── GIVEN RECORDS
#[test]
fn malformed_xml_aborts() {
    let messaging = Messaging::default();
    let sut = Sut::new();
    let compiler =
        Compiler::new(&sut.registry, &sut.extensions, CompileOptions::default());

    let err = compiler
        .compile("bad.wxs", "<Wix>\n<Fragment>\n</Wix>", &messaging)
        .unwrap_err();

    assert_eq!("compile", err.stage);
    assert_eq!(1, err.errors);

    let messages = messaging.messages();
    assert_eq!(vec![31], codes(&messages));
    assert_eq!(3, messages[0].span().unwrap().line());
}

#[test]
fn invalid_root() {
    let messaging = Messaging::default();
    let sut = Sut::new();
    let compiler =
        Compiler::new(&sut.registry, &sut.extensions, CompileOptions::default());

    assert!(compiler.compile("a.wxs", "<Wix />", &messaging).is_err());
    assert!(compiler
        .compile("b.wxs", r#"<Product xmlns="http://wixtoolset.org/schemas/v4/wxs" />"#, &messaging)
        .is_err());

    assert_eq!(vec![32, 32], codes(&messaging.messages()));
}

#[test]
fn templates_are_deferred() {
    let i = compile_ok(r#"<Fragment><Property Id="P" Value="!(loc.Greeting), !(wix.User)" /></Fragment>"#);

    assert_eq!(
        &FieldValue::Deferred(Deferred::Template(
            "!(loc.Greeting), !(wix.User)".into()
        )),
        field(find(&i, "Property", "P"), "Value")
    );
}

#[test]
fn feature_membership() {
    let i = compile_ok(
        r#"<Fragment>
             <Feature Id="Main" Title="Main" Level="1">
               <ComponentRef Id="A" />
               <ComponentGroupRef Id="G" />
               <Feature Id="Sub" Display="hidden" AllowAbsent="no" />
             </Feature>
             <ComponentGroup Id="G" Directory="INSTALLFOLDER">
               <Component Id="B"><File Source="b" /></Component>
             </ComponentGroup>
           </Fragment>"#,
    );

    let groups: Vec<_> = i
        .symbols()
        .filter(|s| s.table() == "WixGroup")
        .map(|s| {
            s.fields()
                .iter()
                .map(|f| f.as_str().unwrap().to_string())
                .collect::<Vec<_>>()
                .join(" ")
        })
        .collect();

    assert_eq!(
        vec![
            "Feature Main Component A",
            "Feature Main WixComponentGroup G",
            "WixComponentGroup G Component B",
        ],
        groups
    );

    let sub = find(&i, "Feature", "Sub");
    assert_eq!(&text("Main"), field(sub, "Feature_Parent"));
    assert_eq!(&FieldValue::Number(0), field(sub, "Display"));
    assert_eq!(&FieldValue::Number(0x10), field(sub, "Attributes"));
    assert_eq!(&FieldValue::Number(1), field(find(&i, "Feature", "Main"), "Level"));

    assert_eq!(
        &text("INSTALLFOLDER"),
        field(find(&i, "Component", "B"), "Directory_")
    );
    assert!(find(&i, "WixComponentGroup", "G").fields().is_empty());
}

#[test]
fn feature_ref_children() {
    let i = compile_ok(
        r#"<Fragment><FeatureRef Id="Main"><ComponentRef Id="A" /></FeatureRef></Fragment>"#,
    );

    let refs: Vec<_> = i.sections()[0]
        .references()
        .iter()
        .map(|r| r.target())
        .collect();

    assert_eq!(
        vec![
            SymbolKey::new("Feature", "Main"),
            SymbolKey::new("Component", "A")
        ],
        refs
    );
    assert_eq!(1, i.symbols().filter(|s| s.table() == "WixGroup").count());
}

#[test]
fn module_signature_and_no_features() {
    let (result, messages) = Sut::new().compile(
        r#"<Module Id="Shared" Language="1033" Version="1.0"><Feature Id="F" /></Module>"#,
    );

    assert_eq!(vec![5], codes(&messages));
    assert!(result.is_err());

    let i = compile_ok(r#"<Module Id="Shared" Language="1033" Version="1.0" />"#);
    let sig = find(&i, "ModuleSignature", "Shared");
    assert_eq!(SectionType::Module, i.sections()[0].ty());
    assert_eq!(&FieldValue::Number(1033), field(sig, "Language"));
}

#[test]
fn bundle_section() {
    let i = compile_ok(
        r#"<Bundle Name="B" Version="2.0" UpgradeCode="6f330b47-2577-43ad-9095-1861ba25889b" />"#,
    );

    assert_eq!(SectionType::Bundle, i.sections()[0].ty());
    assert_eq!(&text("2.0"), field(find(&i, "WixBundle", "WixBundle"), "Version"));
}

#[test]
fn custom_action_types() {
    let i = compile_ok(
        r#"<Fragment>
             <Binary Id="Helper" SourceFile="helper.dll" />
             <CustomAction Id="Dll" BinaryRef="Helper" DllEntry="Run"
                           Execute="deferred" Impersonate="no" Return="ignore" />
             <CustomAction Id="Exe" FileRef="App" ExeCommand="/quiet" />
             <CustomAction Id="SetProp" Property="P" Value="[X]" />
             <CustomAction Id="SetDir" Directory="D" Value="[X]" Execute="rollback" />
           </Fragment>"#,
    );

    let ty = |id| field(find(&i, "CustomAction", id), "Type").as_number();

    assert_eq!(Some(1 | 0x400 | 0x800 | 0x40), ty("Dll"));
    assert_eq!(Some(18), ty("Exe"));
    assert_eq!(Some(51), ty("SetProp"));
    assert_eq!(Some(35 | 0x500), ty("SetDir"));

    assert_eq!(&text("Run"), field(find(&i, "CustomAction", "Dll"), "Target"));
    assert_eq!(
        &FieldValue::Deferred(Deferred::SourcePath("helper.dll".into())),
        field(find(&i, "Binary", "Helper"), "Data")
    );

    let refs: Vec<_> = i.sections()[0]
        .references()
        .iter()
        .map(|r| r.target())
        .collect();
    assert_eq!(
        vec![
            SymbolKey::new("Binary", "Helper"),
            SymbolKey::new("File", "App"),
            SymbolKey::new("Directory", "D"),
        ],
        refs
    );
}

#[test]
fn custom_action_requires_source() {
    let (_, messages) =
        Sut::new().compile(r#"<Fragment><CustomAction Id="CA" /></Fragment>"#);

    assert_eq!(vec![11], codes(&messages));
}

#[test]
fn platform_scoped_custom_action_reference() {
    let body = r#"<Fragment><CustomActionRef Id="QuietExec" Platforms="x86 x64" /></Fragment>"#;

    let (result, _) = Sut::new().compile_for(Platform::X64, body);
    let i = result.unwrap();
    let reference = &i.sections()[0].references()[0];

    assert_eq!(SymbolKey::new("CustomAction", "QuietExec_X64"), reference.target());
    assert_eq!(ReferenceKind::Simple, reference.kind);

    let (result, messages) = Sut::new().compile_for(Platform::Arm64, body);
    assert!(result.is_err());
    assert_eq!(vec![40], codes(&messages));
}

#[test]
fn dialog_and_controls() {
    let i = compile_ok(
        r#"<Fragment><UI>
             <Dialog Id="Welcome" Width="370" Height="270" Title="!(loc.Title)">
               <Control Id="Next" Type="PushButton" X="236" Y="243" Width="56" Height="17" Text="Next" />
             </Dialog>
           </UI></Fragment>"#,
    );

    let dialog = find(&i, "Dialog", "Welcome");
    assert_eq!(&FieldValue::Number(50), field(dialog, "HCentering"));
    assert!(matches!(
        field(dialog, "Title"),
        FieldValue::Deferred(Deferred::Template(_))
    ));

    let control = find(&i, "Control", "Welcome/Next");
    assert_eq!(&text("Welcome"), field(control, "Dialog_"));
    assert_eq!(&FieldValue::Number(236), field(control, "X"));
}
────
■ **PROBLEM DESCRIPTION**: Find the word "Property" in the entries above, then copy each line that holds it.

■ **RESPONSE BELOW**:
    let i = compile_ok(r#"<Fragment><Property Id="P" Value="!(loc.Greeting), !(wix.User)" /></Fragment>"#);
        field(find(&i, "Property", "P"), "Value")
             <CustomAction Id="SetProp" Property="P" Value="[X]" />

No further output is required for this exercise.